EXERCISE PROMPT:
Extract, from the records beneath this instruction, each line that contains the word "bibliography".

RECORDS PROVIDED:
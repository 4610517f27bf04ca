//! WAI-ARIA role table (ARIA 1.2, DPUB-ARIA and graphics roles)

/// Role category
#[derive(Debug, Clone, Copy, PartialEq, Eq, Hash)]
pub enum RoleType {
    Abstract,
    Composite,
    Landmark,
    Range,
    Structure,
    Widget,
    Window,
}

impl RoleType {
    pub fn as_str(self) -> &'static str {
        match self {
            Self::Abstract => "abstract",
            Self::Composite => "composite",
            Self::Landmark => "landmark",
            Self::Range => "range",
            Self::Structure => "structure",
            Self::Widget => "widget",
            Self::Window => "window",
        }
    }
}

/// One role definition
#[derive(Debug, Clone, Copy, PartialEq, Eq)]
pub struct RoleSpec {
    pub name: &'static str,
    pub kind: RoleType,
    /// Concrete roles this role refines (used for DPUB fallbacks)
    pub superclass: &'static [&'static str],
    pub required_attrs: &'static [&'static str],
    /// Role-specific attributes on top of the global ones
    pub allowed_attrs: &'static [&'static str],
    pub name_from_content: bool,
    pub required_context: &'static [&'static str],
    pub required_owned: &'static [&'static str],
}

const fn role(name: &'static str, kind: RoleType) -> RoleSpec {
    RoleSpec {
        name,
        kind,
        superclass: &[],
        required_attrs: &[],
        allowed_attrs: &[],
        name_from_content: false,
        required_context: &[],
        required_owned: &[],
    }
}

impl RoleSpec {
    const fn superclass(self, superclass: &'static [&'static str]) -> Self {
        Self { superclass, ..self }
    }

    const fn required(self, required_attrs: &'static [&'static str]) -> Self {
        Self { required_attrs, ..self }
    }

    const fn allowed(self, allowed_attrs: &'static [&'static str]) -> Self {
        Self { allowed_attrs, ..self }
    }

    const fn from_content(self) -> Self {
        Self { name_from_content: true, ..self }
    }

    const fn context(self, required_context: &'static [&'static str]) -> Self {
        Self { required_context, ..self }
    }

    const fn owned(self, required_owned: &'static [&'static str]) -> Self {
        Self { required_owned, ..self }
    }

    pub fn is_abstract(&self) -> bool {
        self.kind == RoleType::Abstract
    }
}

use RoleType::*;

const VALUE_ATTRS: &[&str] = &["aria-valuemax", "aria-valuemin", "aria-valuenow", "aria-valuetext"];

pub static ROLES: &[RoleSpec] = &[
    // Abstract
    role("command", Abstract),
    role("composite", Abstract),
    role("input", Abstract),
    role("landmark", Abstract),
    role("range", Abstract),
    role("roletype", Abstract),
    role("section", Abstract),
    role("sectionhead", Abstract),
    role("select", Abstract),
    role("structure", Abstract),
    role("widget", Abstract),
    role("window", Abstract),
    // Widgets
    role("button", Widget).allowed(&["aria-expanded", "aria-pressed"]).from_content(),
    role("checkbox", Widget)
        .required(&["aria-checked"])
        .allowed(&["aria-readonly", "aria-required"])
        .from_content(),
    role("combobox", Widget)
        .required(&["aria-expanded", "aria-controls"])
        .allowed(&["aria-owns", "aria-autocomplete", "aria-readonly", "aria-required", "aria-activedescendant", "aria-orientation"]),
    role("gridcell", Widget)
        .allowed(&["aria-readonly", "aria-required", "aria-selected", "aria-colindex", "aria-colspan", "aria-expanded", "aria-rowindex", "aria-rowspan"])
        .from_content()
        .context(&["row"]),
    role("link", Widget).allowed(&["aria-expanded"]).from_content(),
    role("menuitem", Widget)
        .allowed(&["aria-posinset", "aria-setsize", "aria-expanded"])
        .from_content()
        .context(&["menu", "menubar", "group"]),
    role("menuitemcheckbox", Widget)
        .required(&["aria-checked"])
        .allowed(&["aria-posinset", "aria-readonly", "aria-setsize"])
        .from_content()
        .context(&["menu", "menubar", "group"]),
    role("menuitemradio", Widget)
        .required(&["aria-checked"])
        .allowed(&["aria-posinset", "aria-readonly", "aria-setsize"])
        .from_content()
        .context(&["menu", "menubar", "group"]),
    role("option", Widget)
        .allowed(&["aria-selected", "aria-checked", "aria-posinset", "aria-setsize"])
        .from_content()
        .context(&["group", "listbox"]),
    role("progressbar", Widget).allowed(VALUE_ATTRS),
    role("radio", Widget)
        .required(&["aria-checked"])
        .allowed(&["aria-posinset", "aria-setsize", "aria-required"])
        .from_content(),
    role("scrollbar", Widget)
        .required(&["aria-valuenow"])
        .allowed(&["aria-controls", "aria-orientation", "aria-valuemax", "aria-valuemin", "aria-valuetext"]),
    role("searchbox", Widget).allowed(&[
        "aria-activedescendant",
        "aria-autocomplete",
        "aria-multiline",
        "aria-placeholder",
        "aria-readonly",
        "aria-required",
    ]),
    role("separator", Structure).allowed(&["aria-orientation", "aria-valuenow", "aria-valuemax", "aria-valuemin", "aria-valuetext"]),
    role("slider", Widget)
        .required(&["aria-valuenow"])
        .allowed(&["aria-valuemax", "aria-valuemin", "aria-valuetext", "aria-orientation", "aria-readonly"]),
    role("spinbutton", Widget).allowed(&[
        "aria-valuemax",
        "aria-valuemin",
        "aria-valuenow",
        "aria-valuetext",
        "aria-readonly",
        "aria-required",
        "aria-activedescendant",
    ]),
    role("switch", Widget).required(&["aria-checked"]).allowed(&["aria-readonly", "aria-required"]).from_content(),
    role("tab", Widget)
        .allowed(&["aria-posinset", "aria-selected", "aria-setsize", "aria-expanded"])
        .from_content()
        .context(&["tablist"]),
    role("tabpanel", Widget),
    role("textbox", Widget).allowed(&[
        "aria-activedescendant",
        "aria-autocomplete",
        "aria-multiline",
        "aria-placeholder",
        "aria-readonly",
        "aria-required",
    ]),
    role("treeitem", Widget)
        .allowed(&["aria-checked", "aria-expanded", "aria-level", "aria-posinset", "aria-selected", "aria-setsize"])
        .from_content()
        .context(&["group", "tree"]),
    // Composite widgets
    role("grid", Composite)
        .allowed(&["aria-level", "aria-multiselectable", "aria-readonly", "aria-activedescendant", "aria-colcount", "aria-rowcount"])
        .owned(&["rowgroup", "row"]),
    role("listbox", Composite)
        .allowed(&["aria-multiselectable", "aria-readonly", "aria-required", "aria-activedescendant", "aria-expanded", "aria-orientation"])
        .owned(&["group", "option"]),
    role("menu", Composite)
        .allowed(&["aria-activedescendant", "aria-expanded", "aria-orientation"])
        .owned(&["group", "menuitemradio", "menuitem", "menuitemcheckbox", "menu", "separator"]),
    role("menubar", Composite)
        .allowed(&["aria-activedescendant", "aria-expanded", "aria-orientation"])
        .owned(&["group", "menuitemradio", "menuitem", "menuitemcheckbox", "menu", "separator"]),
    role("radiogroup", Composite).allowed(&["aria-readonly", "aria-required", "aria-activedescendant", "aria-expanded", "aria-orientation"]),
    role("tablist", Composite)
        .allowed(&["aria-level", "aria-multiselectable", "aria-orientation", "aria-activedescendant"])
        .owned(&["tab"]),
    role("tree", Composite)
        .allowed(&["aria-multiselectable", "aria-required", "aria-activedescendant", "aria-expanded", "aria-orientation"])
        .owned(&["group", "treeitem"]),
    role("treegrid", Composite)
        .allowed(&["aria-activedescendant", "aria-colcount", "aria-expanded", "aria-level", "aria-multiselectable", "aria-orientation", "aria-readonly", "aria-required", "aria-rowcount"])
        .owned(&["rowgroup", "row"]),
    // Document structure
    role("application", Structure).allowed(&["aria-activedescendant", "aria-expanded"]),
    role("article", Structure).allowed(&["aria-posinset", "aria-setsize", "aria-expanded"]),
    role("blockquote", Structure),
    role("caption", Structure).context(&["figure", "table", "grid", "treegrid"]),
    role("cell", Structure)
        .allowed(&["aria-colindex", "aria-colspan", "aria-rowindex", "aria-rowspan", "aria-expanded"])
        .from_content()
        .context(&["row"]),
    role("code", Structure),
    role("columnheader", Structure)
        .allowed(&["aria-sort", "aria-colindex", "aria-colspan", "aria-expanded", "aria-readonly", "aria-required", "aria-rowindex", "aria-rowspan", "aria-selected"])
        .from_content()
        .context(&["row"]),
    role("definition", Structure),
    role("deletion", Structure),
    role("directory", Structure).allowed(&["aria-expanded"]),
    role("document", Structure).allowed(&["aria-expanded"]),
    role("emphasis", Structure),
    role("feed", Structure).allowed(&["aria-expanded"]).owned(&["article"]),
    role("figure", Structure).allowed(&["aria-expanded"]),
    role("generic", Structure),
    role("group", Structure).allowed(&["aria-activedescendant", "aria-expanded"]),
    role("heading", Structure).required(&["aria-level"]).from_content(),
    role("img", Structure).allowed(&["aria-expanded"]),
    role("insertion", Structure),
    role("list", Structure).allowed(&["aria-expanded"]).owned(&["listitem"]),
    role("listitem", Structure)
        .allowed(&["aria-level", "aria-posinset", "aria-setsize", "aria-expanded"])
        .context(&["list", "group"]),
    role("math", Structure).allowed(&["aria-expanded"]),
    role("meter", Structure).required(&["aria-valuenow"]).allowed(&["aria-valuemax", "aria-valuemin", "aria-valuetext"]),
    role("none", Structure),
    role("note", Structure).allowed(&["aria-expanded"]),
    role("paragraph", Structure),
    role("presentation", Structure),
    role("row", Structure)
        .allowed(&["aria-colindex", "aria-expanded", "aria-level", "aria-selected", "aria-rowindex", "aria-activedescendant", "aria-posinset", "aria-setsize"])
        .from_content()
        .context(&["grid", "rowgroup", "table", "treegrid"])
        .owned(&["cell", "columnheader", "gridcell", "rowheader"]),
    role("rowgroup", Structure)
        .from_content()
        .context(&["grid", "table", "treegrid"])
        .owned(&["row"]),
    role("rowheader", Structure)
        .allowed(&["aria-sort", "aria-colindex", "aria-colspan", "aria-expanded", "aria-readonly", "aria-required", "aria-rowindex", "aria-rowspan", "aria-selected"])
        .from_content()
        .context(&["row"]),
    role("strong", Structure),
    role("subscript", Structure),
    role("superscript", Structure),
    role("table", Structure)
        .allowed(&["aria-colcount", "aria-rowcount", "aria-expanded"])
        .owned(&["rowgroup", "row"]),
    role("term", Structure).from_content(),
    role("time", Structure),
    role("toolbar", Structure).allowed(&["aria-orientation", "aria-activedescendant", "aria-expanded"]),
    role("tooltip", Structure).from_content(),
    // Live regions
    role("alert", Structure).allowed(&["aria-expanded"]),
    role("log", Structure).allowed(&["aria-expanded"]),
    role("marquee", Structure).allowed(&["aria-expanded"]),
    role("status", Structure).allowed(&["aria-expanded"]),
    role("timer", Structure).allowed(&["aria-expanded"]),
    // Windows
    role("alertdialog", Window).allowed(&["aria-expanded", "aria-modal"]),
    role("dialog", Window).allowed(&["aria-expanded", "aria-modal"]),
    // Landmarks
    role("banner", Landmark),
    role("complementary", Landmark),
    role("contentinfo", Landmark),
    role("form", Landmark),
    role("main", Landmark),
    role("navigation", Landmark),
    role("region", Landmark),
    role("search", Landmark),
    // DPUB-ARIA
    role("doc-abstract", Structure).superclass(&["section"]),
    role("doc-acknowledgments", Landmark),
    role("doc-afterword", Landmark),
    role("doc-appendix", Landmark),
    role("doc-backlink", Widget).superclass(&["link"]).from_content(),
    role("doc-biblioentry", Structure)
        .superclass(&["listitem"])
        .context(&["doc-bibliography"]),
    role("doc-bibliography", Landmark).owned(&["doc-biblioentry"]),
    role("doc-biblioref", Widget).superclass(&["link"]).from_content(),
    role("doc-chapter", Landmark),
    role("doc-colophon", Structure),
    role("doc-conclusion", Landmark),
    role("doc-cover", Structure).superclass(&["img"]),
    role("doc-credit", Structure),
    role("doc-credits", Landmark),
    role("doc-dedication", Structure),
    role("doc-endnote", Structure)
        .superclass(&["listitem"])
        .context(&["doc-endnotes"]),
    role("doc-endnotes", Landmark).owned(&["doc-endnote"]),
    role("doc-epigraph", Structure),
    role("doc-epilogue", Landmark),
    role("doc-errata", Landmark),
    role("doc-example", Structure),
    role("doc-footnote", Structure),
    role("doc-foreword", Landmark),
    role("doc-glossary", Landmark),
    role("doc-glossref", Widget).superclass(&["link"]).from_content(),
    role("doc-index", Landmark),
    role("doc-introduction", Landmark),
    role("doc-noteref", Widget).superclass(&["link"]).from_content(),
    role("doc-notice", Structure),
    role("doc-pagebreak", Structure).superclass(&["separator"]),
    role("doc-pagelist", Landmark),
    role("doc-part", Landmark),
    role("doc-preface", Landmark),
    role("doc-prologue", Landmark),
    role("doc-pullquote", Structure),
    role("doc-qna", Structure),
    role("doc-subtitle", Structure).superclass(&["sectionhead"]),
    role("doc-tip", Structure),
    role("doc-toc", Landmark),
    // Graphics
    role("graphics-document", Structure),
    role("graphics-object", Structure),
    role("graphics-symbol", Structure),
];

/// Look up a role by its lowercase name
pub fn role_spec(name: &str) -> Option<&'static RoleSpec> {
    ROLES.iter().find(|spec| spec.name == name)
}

TASK ANSWER:
        .context(&["doc-bibliography"]),
    role("doc-bibliography", Landmark).owned(&["doc-biblioentry"]),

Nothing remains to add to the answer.